Unfold the puff pastry on a cutting board and lay it in front of you with the 9.75 inch horizontal and the 10.5 inch side vertical. Cut vertical ½ inch strips. Aim for about 20. You'll need two strips for each horn. You can also do thicker strips and use 1 strip for each horn.
Have ready a parchment or nonstick foil lined tray or a couple of lined plates that will fit in your freezer. Also have ready a little beaten. For a little extra crunch, you can also sprinkle on sparkly sugar before baking, but that is optional.
Grease your molds very well with butter.
Take one strip of pastry and starting at the pointy end of the mold, coil/loop the pastry trip keeping sides touching. It will only go about half way, so take a second strip, pinching it to the first, and continue looping. The mold still might not be completely covered. Set the puff pastry wrapped mold on the tray and continue to make as many more horns as you cans. Set each one on a parchment lined tray or plate as you go. When done, put in the freezer for about 20 minutes.

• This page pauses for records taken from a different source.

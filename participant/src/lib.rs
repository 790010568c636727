//! Concord Participant Library
//!
//! Ready-made [`Participant`](concord_coordinator::Participant) implementations:
//! one that only logs, one that forwards to closures, and one that records
//! every notification for later inspection.

pub mod handler;
pub mod recording;

pub use handler::{CallbackParticipant, LoggingParticipant};
pub use recording::{EventLog, Notification, ParticipantEvent, RecordingParticipant};
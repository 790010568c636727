//! Participant that records every notification it receives.

use std::sync::Arc;

use parking_lot::Mutex;
use serde::{Deserialize, Serialize};

use concord_common::{now, CoordinationId, FailureCode, Timestamp};
use concord_coordinator::{Coordination, Participant};

/// Which callback was delivered.
#[derive(Debug, Clone, Copy, PartialEq, Eq, Hash, Serialize, Deserialize)]
#[serde(rename_all = "lowercase")]
pub enum Notification {
    Ended,
    Failed,
}

/// One delivered notification.
#[derive(Debug, Clone, PartialEq, Eq, Serialize, Deserialize)]
pub struct ParticipantEvent {
    /// Label of the notified participant.
    pub participant: String,
    /// Coordination that terminated.
    pub coordination: CoordinationId,
    /// Callback that was delivered.
    pub notification: Notification,
    /// Failure code, for failed notifications.
    pub failure: Option<FailureCode>,
    /// When the notification was delivered.
    pub at: Timestamp,
}

/// Event log shared between any number of recording participants.
#[derive(Debug, Clone, Default)]
pub struct EventLog {
    events: Arc<Mutex<Vec<ParticipantEvent>>>,
}

impl EventLog {
    pub fn new() -> Self {
        Self::default()
    }

    fn record(&self, event: ParticipantEvent) {
        self.events.lock().push(event);
    }

    /// Copy of every event, in delivery order.
    pub fn snapshot(&self) -> Vec<ParticipantEvent> {
        self.events.lock().clone()
    }

    /// Events delivered for one coordination, in delivery order.
    pub fn for_coordination(&self, id: CoordinationId) -> Vec<ParticipantEvent> {
        self.events
            .lock()
            .iter()
            .filter(|e| e.coordination == id)
            .cloned()
            .collect()
    }

    pub fn len(&self) -> usize {
        self.events.lock().len()
    }

    pub fn is_empty(&self) -> bool {
        self.events.lock().is_empty()
    }
}

/// Participant that appends a [`ParticipantEvent`] to an [`EventLog`].
pub struct RecordingParticipant {
    label: String,
    log: EventLog,
}

impl RecordingParticipant {
    /// Create a participant with its own log.
    pub fn new(label: impl Into<String>) -> Self {
        Self::with_log(label, EventLog::new())
    }

    /// Create a participant appending to a shared log.
    pub fn with_log(label: impl Into<String>, log: EventLog) -> Self {
        Self {
            label: label.into(),
            log,
        }
    }

    pub fn label(&self) -> &str {
        &self.label
    }

    pub fn log(&self) -> &EventLog {
        &self.log
    }

    fn record(&self, coordination: &Coordination, notification: Notification) {
        self.log.record(ParticipantEvent {
            participant: self.label.clone(),
            coordination: coordination.id(),
            notification,
            failure: coordination.failure().map(|r| r.code),
            at: now(),
        });
    }
}

impl Participant for RecordingParticipant {
    fn ended(&self, coordination: &Coordination) -> anyhow::Result<()> {
        self.record(coordination, Notification::Ended);
        Ok(())
    }

    fn failed(&self, coordination: &Coordination) -> anyhow::Result<()> {
        self.record(coordination, Notification::Failed);
        Ok(())
    }
}
//! Typed scratch space shared by the participants of one coordination.

use std::any::{Any, TypeId};
use std::collections::HashMap;

/// Map from a value's type to the value.
#[derive(Default)]
pub struct Variables {
    values: HashMap<TypeId, Box<dyn Any + Send + Sync>>,
}

impl Variables {
    /// Store `value`, returning the previous value of the same type.
    pub fn insert<T: Any + Send + Sync>(&mut self, value: T) -> Option<T> {
        self.values
            .insert(TypeId::of::<T>(), Box::new(value))
            .and_then(|old| old.downcast::<T>().ok())
            .map(|old| *old)
    }

    /// Borrow the value of type `T`.
    pub fn get<T: Any + Send + Sync>(&self) -> Option<&T> {
        self.values
            .get(&TypeId::of::<T>())
            .and_then(|v| v.downcast_ref::<T>())
    }

    /// Mutably borrow the value of type `T`.
    pub fn get_mut<T: Any + Send + Sync>(&mut self) -> Option<&mut T> {
        self.values
            .get_mut(&TypeId::of::<T>())
            .and_then(|v| v.downcast_mut::<T>())
    }

    /// Remove and return the value of type `T`.
    pub fn remove<T: Any + Send + Sync>(&mut self) -> Option<T> {
        self.values
            .remove(&TypeId::of::<T>())
            .and_then(|v| v.downcast::<T>().ok())
            .map(|v| *v)
    }

    /// Check if a value of type `T` is stored.
    pub fn contains<T: Any + Send + Sync>(&self) -> bool {
        self.values.contains_key(&TypeId::of::<T>())
    }

    pub fn len(&self) -> usize {
        self.values.len()
    }

    pub fn is_empty(&self) -> bool {
        self.values.is_empty()
    }
}

impl std::fmt::Debug for Variables {
    fn fmt(&self, f: &mut std::fmt::Formatter<'_>) -> std::fmt::Result {
        f.debug_struct("Variables").field("len", &self.len()).finish()
    }
}
//! Per-owner façade over the shared coordination manager.

use std::fmt;
use std::sync::atomic::{AtomicBool, Ordering};
use std::sync::Arc;

use tracing::{debug, instrument};

use concord_common::{ContextId, CoordinationError, CoordinationId, FailureReason, OwnerId, Result};

use crate::coordination::Coordination;
use crate::manager::CoordinationMgr;
use crate::participant::ParticipantRef;

/// Identity of one coordinator instance.
///
/// Unique per manager, so two coordinators for the same owner never share it.
#[derive(Debug, Clone, Copy, PartialEq, Eq, Hash)]
pub struct CoordinatorId(u64);

impl CoordinatorId {
    pub(crate) fn new(id: u64) -> Self {
        Self(id)
    }
}

impl fmt::Display for CoordinatorId {
    fn fmt(&self, f: &mut fmt::Formatter<'_>) -> fmt::Result {
        write!(f, "coordinator-{}", self.0)
    }
}

/// Coordinator handed to one owner.
///
/// Coordinations created through a coordinator are force-failed with a
/// `RELEASED` reason when it is disposed or dropped.
pub struct Coordinator {
    id: CoordinatorId,
    owner: OwnerId,
    manager: Arc<CoordinationMgr>,
    disposed: AtomicBool,
}

impl Coordinator {
    pub(crate) fn new(id: CoordinatorId, owner: OwnerId, manager: Arc<CoordinationMgr>) -> Self {
        debug!(coordinator = %id, owner = %owner, "Coordinator acquired");
        Self {
            id,
            owner,
            manager,
            disposed: AtomicBool::new(false),
        }
    }

    /// Identity of this coordinator.
    pub fn id(&self) -> CoordinatorId {
        self.id
    }

    /// Owner this coordinator acts for.
    pub fn owner(&self) -> &OwnerId {
        &self.owner
    }

    /// Create a coordination that is not yet pushed on any stack.
    pub fn create(&self, name: &str, timeout_ms: i64) -> Result<Arc<Coordination>> {
        self.ensure_live()?;
        let coordination = self
            .manager
            .create_for(&self.owner, Some(self.id), name, timeout_ms)?;
        self.adopt(coordination)
    }

    /// Create a coordination and push it on the stack of `ctx`.
    pub fn begin(&self, ctx: ContextId, name: &str, timeout_ms: i64) -> Result<Arc<Coordination>> {
        let coordination = self.create(name, timeout_ms)?;
        coordination.push(ctx)?;
        Ok(coordination)
    }

    /// Current coordination of `ctx`.
    pub fn peek(&self, ctx: ContextId) -> Option<Arc<Coordination>> {
        self.manager.peek(ctx)
    }

    /// Pop the current coordination of `ctx`.
    pub fn pop(&self, ctx: ContextId) -> Result<Arc<Coordination>> {
        self.manager.pop(ctx)
    }

    /// Fail the current coordination of `ctx`.
    ///
    /// Returns `false` if there is none or it was no longer active.
    #[instrument(skip(self), fields(owner = %self.owner))]
    pub fn fail(&self, ctx: ContextId, reason: FailureReason) -> bool {
        self.peek(ctx).is_some_and(|c| c.fail(reason))
    }

    /// Enroll `participant` in the current coordination of `ctx`.
    ///
    /// Returns `false` if `ctx` has no current coordination.
    pub fn add_participant(&self, ctx: ContextId, participant: ParticipantRef) -> Result<bool> {
        match self.peek(ctx) {
            Some(coordination) => {
                coordination.add_participant(participant)?;
                Ok(true)
            }
            None => Ok(false),
        }
    }

    /// Look up a live coordination.
    pub fn get_coordination(&self, id: CoordinationId) -> Option<Arc<Coordination>> {
        self.manager.get(id)
    }

    /// All live coordinations.
    pub fn get_coordinations(&self) -> Vec<Arc<Coordination>> {
        self.manager.coordinations()
    }

    /// Release this coordinator, failing every coordination it created.
    pub fn dispose(&self) {
        if !self.disposed.swap(true, Ordering::SeqCst) {
            self.manager.dispose(self.id);
        }
    }

    /// Check if [`dispose`](Self::dispose) has been called.
    pub fn is_disposed(&self) -> bool {
        self.disposed.load(Ordering::SeqCst)
    }

    fn ensure_live(&self) -> Result<()> {
        if self.is_disposed() {
            return Err(CoordinationError::EngineShutdown);
        }
        Ok(())
    }

    /// Hand out a freshly registered coordination unless a concurrent
    /// `dispose` started after the liveness check and missed it.
    fn adopt(&self, coordination: Arc<Coordination>) -> Result<Arc<Coordination>> {
        if self.is_disposed() {
            coordination.fail(FailureReason::released());
            return Err(CoordinationError::EngineShutdown);
        }
        Ok(coordination)
    }
}

impl Drop for Coordinator {
    fn drop(&mut self) {
        self.dispose();
    }
}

Preheat the oven to 400 degrees F. When oven is hot, brush the frozen puff pastry with beaten egg and sprinkle lightly with sparkling sugar if using. Bake the puff pastry wrapped molds for about 18-20 minutes. Let cool, then carefully slide off the mold.
Once cool, take your white chocolate ganache out of the refrigerator. Using an electric mixer, beat it until thick enough to pipe. It might take a little longer than whipped cream does to thicken, but it will thicken. Just as it's starting to form peaks, taste test. Add powdered sugar to taste or leave it as is.
Fill a piping bag fitted with a round tip and squeeze the ganache into the cooled pastry. Sift powdered sugar over the pastries and serve. These so good when served fresh because the horn is puffy and crunchy and the cream is soft. However, you don't have to serve them immediately.
Store in the refrigerator for a few hours or eat immediately. For longer term storage, store the horns in a freezer bag in the freezer.